The Value of Life

The Telegraph recently reported the horrifying news that a doctor in Holland had been cleared of charges after she drugged an elderly woman suffering from dementia, had her family hold her down, and killed her. The laws in Holland are such that what occurred falls under the rubric of “euthanasia.” The grim practice is on the rise in Europe and elsewhere. According to a 2015 report in the Financial Times, about 3 percent of all Dutch deaths are now the result of euthanasia. Even more horrifying is that you no longer have to be terminally ill to be euthanized in many places. Mental illness is an increasingly common justification. In the Netherlands, a young woman in her twenties was allowed to euthanize herself based on suffering post-traumatic stress disorder from sexual abuse.

There are no doubt deep cultural explanations for the rise of euthanasia, but enthusiasm for legalization is owed in part to the imperatives of the welfare state. Canada’s National Post last week reported on a new study that concluded euthanasia could save Canada’s overburdened national health care system up to $139 million a year. “The authors go to pains to state they aren’t suggesting people be voluntarily euthanized to save money,” notes the National Post. But if they didn’t want people to make a connection to cost-savings, there would be no reason to do the study.
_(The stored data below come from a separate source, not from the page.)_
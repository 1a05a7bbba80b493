// Copyright (C) 2023 Dheatly23
//
// This program is free software: you can redistribute it and/or modify
// it under the terms of the GNU General Public License as published by
// the Free Software Foundation, either version 3 of the License, or
// (at your option) any later version.
//
// This program is distributed in the hope that it will be useful,
// but WITHOUT ANY WARRANTY; without even the implied warranty of
// MERCHANTABILITY or FITNESS FOR A PARTICULAR PURPOSE.  See the
// GNU General Public License for more details.
//
// You should have received a copy of the GNU General Public License
// along with this program.  If not, see <https://www.gnu.org/licenses/>.

use std::fs::{write, File};
use std::io::{BufReader, Cursor};
use std::path::Path;

use image::error::{ParameterError, ParameterErrorKind};
use image::io::Reader as ImageReader;
use image::{write_buffer_with_format, DynamicImage, GenericImageView, ImageError, ImageFormat};
use ndarray::prelude::*;
use rand::prelude::*;
use rand_xoshiro::Xoshiro256StarStar;
use sha2::{Digest, Sha256};

use crate::error::{Error, Result};
use crate::permute::{invert_ordering, permute_tiles};
use crate::validate::{tile_count, valid_input};

fn load(path: &Path) -> Result<DynamicImage> {
    Ok(ImageReader::new(BufReader::new(File::open(path)?))
        .with_guessed_format()?
        .decode()?)
}

// Permutes tiles over the raw channel bytes, so any pixel format passes through untouched.
fn permute_image(im: &DynamicImage, tile_size: (u32, u32), ordering: &[usize]) -> Result<Vec<u8>> {
    let arr = <ArrayView3<u8>>::from_shape(
        (
            im.height() as usize,
            im.width() as usize,
            im.color().bytes_per_pixel() as usize,
        ),
        im.as_bytes(),
    )
    .map_err(|_| {
        ImageError::Parameter(ParameterError::from_kind(
            ParameterErrorKind::DimensionMismatch,
        ))
    })?;

    let out = permute_tiles(arr, tile_size, ordering).ok_or(Error::InvalidInput)?;

    // Standard layout, inherited from the decoded buffer.
    Ok(out.into_raw_vec())
}

// Encodes fully in memory first, so a failed encode never touches `path`.
fn save(path: &Path, im: &DynamicImage, buf: &[u8]) -> Result<()> {
    let format = ImageFormat::from_path(path)?;

    let mut encoded = Cursor::new(Vec::new());
    write_buffer_with_format(
        &mut encoded,
        buf,
        im.width(),
        im.height(),
        im.color(),
        format,
    )?;

    write(path, encoded.into_inner())?;
    Ok(())
}

/// Reassembles a scrambled image.
///
/// Loads `input`, puts scrambled tile `ordering[i]` into slot `i`
/// and saves the result to `output` in the same color type.
/// The output encoding is picked from its file extension.
///
/// Returns [Error::InvalidInput] without writing anything
/// if `tile_size` or `ordering` is not valid for the image (see [valid_input]).
pub fn rearrange_tiles(
    input: impl AsRef<Path>,
    tile_size: (u32, u32),
    ordering: &[usize],
    output: impl AsRef<Path>,
) -> Result<()> {
    rearrange_tiles_with(valid_input, input, tile_size, ordering, output)
}

/// Same as [rearrange_tiles], but with a custom validator.
///
/// `validate` is called once, with the image `(width, height)`,
/// `tile_size` and `ordering`, before any tile is moved.
/// An ordering it accepts but that does not fit the tile grid
/// still results in [Error::InvalidInput].
pub fn rearrange_tiles_with<F>(
    validate: F,
    input: impl AsRef<Path>,
    tile_size: (u32, u32),
    ordering: &[usize],
    output: impl AsRef<Path>,
) -> Result<()>
where
    F: FnOnce((u32, u32), (u32, u32), &[usize]) -> bool,
{
    let im = load(input.as_ref())?;

    if !validate(im.dimensions(), tile_size, ordering) {
        return Err(Error::InvalidInput);
    }

    let buf = permute_image(&im, tile_size, ordering)?;
    save(output.as_ref(), &im, &buf)
}

/// Scrambles tiles of an image.
///
/// Loads `input`, shuffles its tiles randomly and saves it to `output`.
/// Returns the ordering that restores it with [rearrange_tiles].
///
/// Returns [Error::InvalidInput] if `tile_size` does not divide the image.
pub fn scramble_tiles<R: Rng + ?Sized>(
    input: impl AsRef<Path>,
    tile_size: (u32, u32),
    random: &mut R,
    output: impl AsRef<Path>,
) -> Result<Vec<usize>> {
    let im = load(input.as_ref())?;

    let count = tile_count(im.dimensions(), tile_size).ok_or(Error::InvalidInput)?;
    let mut ordering: Vec<_> = (0..count).collect();
    ordering.shuffle(random);

    let buf = permute_image(&im, tile_size, &invert_ordering(&ordering))?;
    save(output.as_ref(), &im, &buf)?;

    Ok(ordering)
}

/// Random generator for [scramble_tiles].
///
/// A seed string is hashed into the generator state, so the same seed
/// always gives the same scramble. Without seed, uses system entropy.
pub fn seeded_rng(seed: Option<&str>) -> Xoshiro256StarStar {
    if let Some(seed) = seed {
        let mut hasher = Sha256::new();
        hasher.update(seed);

        Xoshiro256StarStar::from_seed(hasher.finalize().into())
    } else {
        Xoshiro256StarStar::from_entropy()
    }
}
So far only a handful of states in this country have started down the deadly path blazed by the Dutch. Most recently, voters in Colorado passed a euthanasia law last fall that is so broadly written it will surely cause a jump in “medically assisted end-of-life care,” as the absurd euphemism has it. In Colorado, you need two doctors to sign off on allowing you to kill yourself. But that’s not much of a restriction. A friendly dermatologist and psychiatrist would suffice to diagnose you as terminally ill and sign off on your suicide. America’s opioid epidemic spread in part because of “pill mills” run by doctors who prescribed vast amounts of painkillers for profit. It’s not hard to imagine “suicide mills” where, for a price, anyone can purchase a ticket to his own demise.

The good news is that Colorado may also, in a way, help inspire Americans to resist the euthanasia movement. Judge Neil M. Gorsuch, a fourth-generation Coloradan, has just been nominated to the Supreme Court and is likely to be confirmed. It’s an excellent pick for many reasons, among them that Gorsuch is the author of an impressive anti-euthanasia work, The Future of Assisted Suicide and Euthanasia. It’s a wonderful book, if for no other reason than that Gorsuch, like his predecessor Antonin Scalia, is the rare judge who can write with force and wit.

The judge is a Christian (an Episcopalian who went to Catholic prep school), but he emphasizes that his case against euthanasia is grounded in “secular moral theory.” He grapples with the arguments of influential thinkers on these matters, including the damnable Peter Singer, who remains a darling of the establishment despite advocating infanticide. (In 2015 Singer said, “I don’t want my health insurance premiums to be higher so that infants who can experience zero quality of life can have expensive treatments.”)

Though it came out a decade ago, Gorsuch’s book has proved regrettably prescient, as he warned that such conditions as depression would soon become pretexts for state-sanctioned suicide. “Once we open the door to excusing or justifying the intentional taking of life as ‘necessary,’ we introduce the real possibility that the lives of some persons (very possibly the weakest and most vulnerable among us) may be deemed less ‘valuable,’ and receive less protection from the law, than others,” he wrote.

Supreme Court hopefuls often keep their core beliefs to themselves, but Gorsuch writes that his book is “premised on the idea that all human beings are intrinsically valuable and the intentional taking of human life by private persons is always wrong.” There’s not a lot to be optimistic about these days, but the thought of a justice guided by such an important truth sitting on the High Court is a reason to hope.